Regions of protein sequences with biased amino acid composition (so-called Low-Complexity Regions (LCRs)) are abundant in the protein universe. A number of studies have revealed that i) these regions show significant divergence across protein families; ii) the genetic mechanisms from which they arise lends them remarkable degrees of compositional plasticity. They have therefore proved difficult to compare using conventional sequence analysis techniques, and functions remain to be elucidated for most of them. Here we undertake a systematic investigation of LCRs in order to explore their possible functional significance, placed in the particular context of Protein-Protein Interaction (PPI) networks and Gene Ontology (GO)-term analysis.

Results

In keeping with previous results, we found that LCR-containing proteins tend to have more binding partners across different PPI networks than proteins that have no LCRs. More specifically, our study suggests i) that LCRs are preferentially positioned towards the protein sequence extremities and, in contrast with centrally-located LCRs, such terminal LCRs show a correlation between their lengths and degrees of connectivity, and ii) that centrally-located LCRs are enriched with transcription-related GO terms, while terminal LCRs are enriched with translation and stress response-related terms.

Conclusions

Our results suggest not only that LCRs may be involved in flexible binding associated with specific functions, but also that their positions within a sequence may be important in determining both their binding properties and their biological roles.

Background

Low-complexity regions (LCRs) in protein sequences are regions containing little diversity in their amino acid composition. The degree of diversity they exhibit may vary, ranging from regions comprising few different amino acids, to those comprising just one, the amino acid positions within these regions being either loosely clustered, irregularly spaced, or periodic [1]. This work defines LCRs computationally as an amino acid sequence with low information content (see methods). Therefore, simple repetitive sequences such as tandem amino acid repeats form part of the LCR dataset discussed here.

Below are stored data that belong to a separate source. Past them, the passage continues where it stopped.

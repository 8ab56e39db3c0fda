//! Role Routines
//!
//! One small state machine per role. Each routine runs once per live agent
//! per tick, reads and writes only that agent's memory, issues commands to
//! the world and records what it decided.

pub mod builder;
pub mod harvester;
pub mod miner;
pub mod mule;
pub mod priest;

use colony_events::{Activity, Section, TickReport};

use crate::components::Spawn;
use crate::config::EngineConfig;
use crate::facade::CommandResult;
use crate::systems::logistics::PileSelector;
use crate::systems::record;

/// Per-tick context shared by all routines
pub struct RoleContext<'a> {
    pub home: Option<&'a Spawn>,
    pub settings: &'a EngineConfig,
    /// Builders do not refuel while set
    pub construction_paused: bool,
    pub selector: &'a mut dyn PileSelector,
    pub report: &'a mut TickReport,
}

impl RoleContext<'_> {
    /// Record a work decision for an agent
    pub fn note(&mut self, agent: &str, activity: Activity) {
        record(self.report, Section::Work, agent, activity);
    }
}

/// Commands are fire-and-forget; a rejection only shows up in debug logs
pub(crate) fn issue(agent: &str, command: &str, result: CommandResult) {
    if let Err(e) = result {
        tracing::debug!(agent, command, "command rejected: {}", e);
    }
}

LCRs are common in protein sequences, but precise measures of their abundance are difficult to ascertain. One of the problems is that the degrees of stringency applied by different detection methods differ, leading to different estimates of the numbers of LCRs in the same dataset. Importantly also, our knowledge of the protein universe has changed dramatically during the last 15 years, as protein sequence repositories have become engorged with the outputs of high-throughput sequencing projects. Protein sequence databases have thus grown enormously (both in terms of the numbers of sequences they contain and in terms of the numbers of organisms represented), and estimates of the numbers of LCRs they contain have changed accordingly: e.g., the proportion of proteins in the Swiss-Prot database that contain LCRs has changed from 56%, in 1993 (V-26.0) [2], to 12% in the current version of UniProt (V-54.0) [3]. Notwithstanding their abundance in protein sequences, LCRs are largely under-represented in the Protein Data Bank (PDB) [4, 5], presumably because most of the proteins containing LCRs do not readily crystallise. Despite this lack of structural information, LCRs are believed to play pivotal roles across a wide range of biological functions [68], some of whose mechanisms have been extensively documented, although the proposed functional models remain unverified [810].

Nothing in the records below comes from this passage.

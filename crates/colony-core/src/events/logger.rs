//! Event Logger
//!
//! Append-only JSONL log of tick reports, one report per line.

use std::fs::{File, OpenOptions};
use std::io::{BufWriter, Write};
use std::path::Path;

use colony_events::TickReport;

/// Writes tick reports to a JSONL file
pub struct EventLogger {
    writer: Option<BufWriter<File>>,
    event_count: u64,
    line_count: u64,
}

impl EventLogger {
    /// Create a new event logger writing to the specified path
    pub fn new(path: impl AsRef<Path>) -> std::io::Result<Self> {
        let file = OpenOptions::new()
            .create(true)
            .write(true)
            .truncate(true)
            .open(path)?;

        Ok(Self {
            writer: Some(BufWriter::new(file)),
            event_count: 0,
            line_count: 0,
        })
    }

    /// Create a logger that discards reports (for testing)
    pub fn null() -> Self {
        Self {
            writer: None,
            event_count: 0,
            line_count: 0,
        }
    }

    /// Number of reports logged so far
    pub fn event_count(&self) -> u64 {
        self.event_count
    }

    /// Number of report lines across all logged reports
    pub fn line_count(&self) -> u64 {
        self.line_count
    }

    /// Log one tick's report
    pub fn log(&mut self, report: &TickReport) -> std::io::Result<()> {
        self.event_count += 1;
        self.line_count += report.lines.len() as u64;
        if let Some(ref mut writer) = self.writer {
            let json = report.to_jsonl()?;
            writeln!(writer, "{}", json)?;
        }
        Ok(())
    }

    /// Flush the buffer to disk
    pub fn flush(&mut self) -> std::io::Result<()> {
        if let Some(ref mut writer) = self.writer {
            writer.flush()?;
        }
        Ok(())
    }
}

impl Drop for EventLogger {
    fn drop(&mut self) {
        if let Err(e) = self.flush() {
            tracing::warn!("failed to flush event logger: {}", e);
        }
    }
}

#[cfg(test)]
mod tests {
    use super::*;
    use colony_events::{Activity, Notification, Section};
    use std::io::BufRead;

    fn sample(tick: u64) -> TickReport {
        let mut report = TickReport::new(tick);
        report.push(Section::LifeCheck, "Miner1", Activity::AliveAndKicking);
        report.push(Section::Work, "Miner1", Activity::Mining);
        report
    }

    #[test]
    fn test_report_logging() {
        let dir = tempfile::tempdir().unwrap();
        let path = dir.path().join("reports.jsonl");

        let mut logger = EventLogger::new(&path).unwrap();
        logger.log(&sample(1)).unwrap();
        let mut upgraded = sample(2);
        upgraded.notify(Notification::controller_upgraded(2, 3));
        logger.log(&upgraded).unwrap();
        logger.flush().unwrap();

        let file = File::open(&path).unwrap();
        let lines: Vec<String> = std::io::BufReader::new(file)
            .lines()
            .map(|l| l.unwrap())
            .collect();
        assert_eq!(lines.len(), 2);

        let parsed = TickReport::from_jsonl(&lines[1]).unwrap();
        assert_eq!(parsed, upgraded);
        assert_eq!(logger.line_count(), 4);
    }

    #[test]
    fn test_drop_flushes() {
        let dir = tempfile::tempdir().unwrap();
        let path = dir.path().join("reports.jsonl");

        {
            let mut logger = EventLogger::new(&path).unwrap();
            logger.log(&sample(7)).unwrap();
        }

        let content = std::fs::read_to_string(&path).unwrap();
        assert_eq!(content.lines().count(), 1);
        assert!(content.contains("\"tick\":7"));
    }

    #[test]
    fn test_null_logger() {
        let mut logger = EventLogger::null();
        logger.log(&sample(1)).unwrap();
        assert_eq!(logger.event_count(), 1);
    }
}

Low-complexity regions evolve rapidly through recombination events

LCRs are known to evolve rapidly, sometimes via mitotic replication slippage, or, more often, via meiotic recombination events [11]. Highly dynamic diversification of these regions, and high levels of inter-species variation and polymorphism, suggest that newly generated and expanded LCRs are, in most cases, structurally and functionally neutral, with a high probability of fixation [12], thus generating novel material that could enable rapid functional expansions. Moxon and co-workers suggested that repeat formation is a common source of genetic variation among prokaryotes to generate novel surface antigens and adapt to fast evolving environments [7, 13]. This source of variability may also compensate for longer generation times in eukaryotes, which have higher proportions of LCRs [11] and it has been suggested that expansions and contractions of tandem repeats constitute a large source of phenotypic variation [6].

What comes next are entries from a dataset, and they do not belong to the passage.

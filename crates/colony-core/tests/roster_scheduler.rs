//! Roster scheduling through the full engine tick.

use colony_core::components::{memory_keys, BodyPart::*, Position, Role, WorkerSpec};
use colony_core::sandbox::{Command, Sandbox, ScenarioConfig};
use colony_core::{ColonyEngine, ColonyState, ColonyWorld, Config, SpawnOutcome};
use colony_events::Activity;

fn config(roster: Vec<WorkerSpec>, spawn_energy: u32) -> Config {
    Config {
        roster,
        scenario: ScenarioConfig::empty()
            .with_spawn("HQ", Position::new(25, 25), spawn_energy)
            .with_controller("ctrl", Position::new(40, 10), 1)
            .with_source("src-a", Position::new(10, 10)),
        ..Config::default()
    }
}

fn m1() -> WorkerSpec {
    WorkerSpec::new("M1", Role::Miner, vec![Work, Work, Move, Move])
}

#[test]
fn test_m1_is_requested_with_exact_body_and_memory() {
    let config = config(vec![m1()], 300);
    let mut engine = ColonyEngine::new(&config);
    let mut world = Sandbox::new(&config.scenario);

    let outcome = world.step(&mut engine, ColonyState::new());

    assert_eq!(outcome.creation_requests.len(), 1);
    let request = &outcome.creation_requests[0];
    assert_eq!(request.name, "M1");
    assert_eq!(request.body, vec![Work, Work, Move, Move]);
    assert_eq!(request.outcome, SpawnOutcome::Success);
    assert_eq!(request.memory.get(memory_keys::ROLE), Some("Miner"));
    assert_eq!(request.memory.len(), 1);

    // The seeded record is what the engine persists for the new agent
    assert_eq!(outcome.state.memory("M1"), Some(&request.memory));
    assert!(!outcome.shortage);

    let created: Vec<_> = world
        .journal()
        .iter()
        .filter(|e| matches!(e.command, Command::CreateAgent { .. }))
        .collect();
    assert_eq!(created.len(), 1);
}

#[test]
fn test_absent_entry_gets_exactly_one_request_every_tick() {
    let config = config(vec![m1()], 0);
    let mut engine = ColonyEngine::new(&config);
    let mut world = Sandbox::new(&config.scenario);
    let mut state = ColonyState::new();

    for _ in 0..5 {
        let outcome = world.step(&mut engine, state);
        state = outcome.state;
        assert_eq!(outcome.creation_requests.len(), 1);
        assert_eq!(outcome.creation_requests[0].outcome, SpawnOutcome::InsufficientEnergy);
        assert!(outcome.shortage);
    }
    assert!(state.memory("M1").is_none());
}

#[test]
fn test_no_respawn_entry_is_never_requested() {
    let config = config(vec![m1().keep_spawning(false)], 300);
    let mut engine = ColonyEngine::new(&config);
    let mut world = Sandbox::new(&config.scenario);
    let mut state = ColonyState::new();

    for _ in 0..50 {
        let outcome = world.step(&mut engine, state);
        state = outcome.state;
        assert!(outcome.creation_requests.is_empty());
        assert_eq!(outcome.report.activities_for("M1"), vec![&Activity::NotRespawning]);
    }
    assert!(world.agent("M1").is_none());
}

#[test]
fn test_agent_is_respawned_after_expiry() {
    let config = config(
        vec![m1().with_memory(memory_keys::SOURCE_ID, "src-a")],
        300,
    );
    let mut engine = ColonyEngine::new(&config);
    let mut world = Sandbox::new(&config.scenario);
    let mut state = ColonyState::new();
    let mut requests = 0;

    // 12 ticks of spawning plus a full lifetime, then some
    for _ in 0..1600 {
        let outcome = world.step(&mut engine, state);
        state = outcome.state;
        requests += outcome.creation_requests.iter().filter(|r| r.outcome == SpawnOutcome::Success).count();
    }

    assert_eq!(requests, 2);
    assert!(world.agent("M1").is_some());
    assert_eq!(state.memory("M1").unwrap().get(memory_keys::SOURCE_ID), Some("src-a"));
    assert_eq!(world.agents().len(), 1);
}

Hub proteins contain more LCRs than non-hub proteins

While some LCRs are known to play important structural roles by acquiring strong static conformations [14], others have been associated with intrinsically unstructured proteins [15, 16]. The flexible nature of regions lacking well-defined folding structures is thought to be responsible for their versatile binding capabilities; this flexibility could allow these regions to bind several different targets [17]. In their recent study on yeast protein-protein interactions (PPIs), Ekman and co-workers noted that the highly connected 'hub' proteins contain an increased fraction with LCRs compared to non-hub proteins [12]. They suggested that disordered regions are particularly important for flexible binding and could act as flexible linkers between globular protein domains. Here, we set out to investigate whether proteins with LCRs tend to have larger numbers of binding partners across a range of high confidence PPI datasets. We then examined whether proteins with LCRs positioned at their sequence extremities show differences in connectivity compared to proteins with LCRs positioned in central regions, and if the number of protein binding partners is related to LCR length. Finally, we functionally categorised both terminal-LCR and central-LCR groups using Gene Ontology [18] (GO)-term enrichment analysis.

Results and Discussion

In this study, we used data from the yeast Saccharomyces cerevisiae, as this was the most comprehensive for our purposes. We used four PPI datasets (Table 1): three high-confidence datasets (FYI [19], HC [20], and DIP-verified (DIPv) [21]), where each interaction is confirmed by more than one detection method, and a lower-confidence but more extensive dataset (BioGrid [22]) containing all interactions reported to date.
Table 1

Nodes and edges in each PPI dataset

 

BioGrid

HC

FYI

DIPv

Number of nodes

4884

2977

2545

2278

Number of edges

37989

9203

5953

5373

The FYI [19] is generated as the union of: Yeast two-hybrid experiments [2325], datasets produced from affinity purification and mass spectrometry screens [26, 27], one dataset produced from in silico computational prediction methods [28], the physical protein-protein interactions, excluding interactions from genome-scale experiments, from the Munich Information Center for Protein Sequences (MIPS) [29] Comprehensive Yeast Genome Database (CYGD) dataset [30], and finally, the CYGD protein complexes published in the literature (called LC for L iterature C urated data). The resulting union is then filtered keeping only interactions observed at least twice by different detection methods.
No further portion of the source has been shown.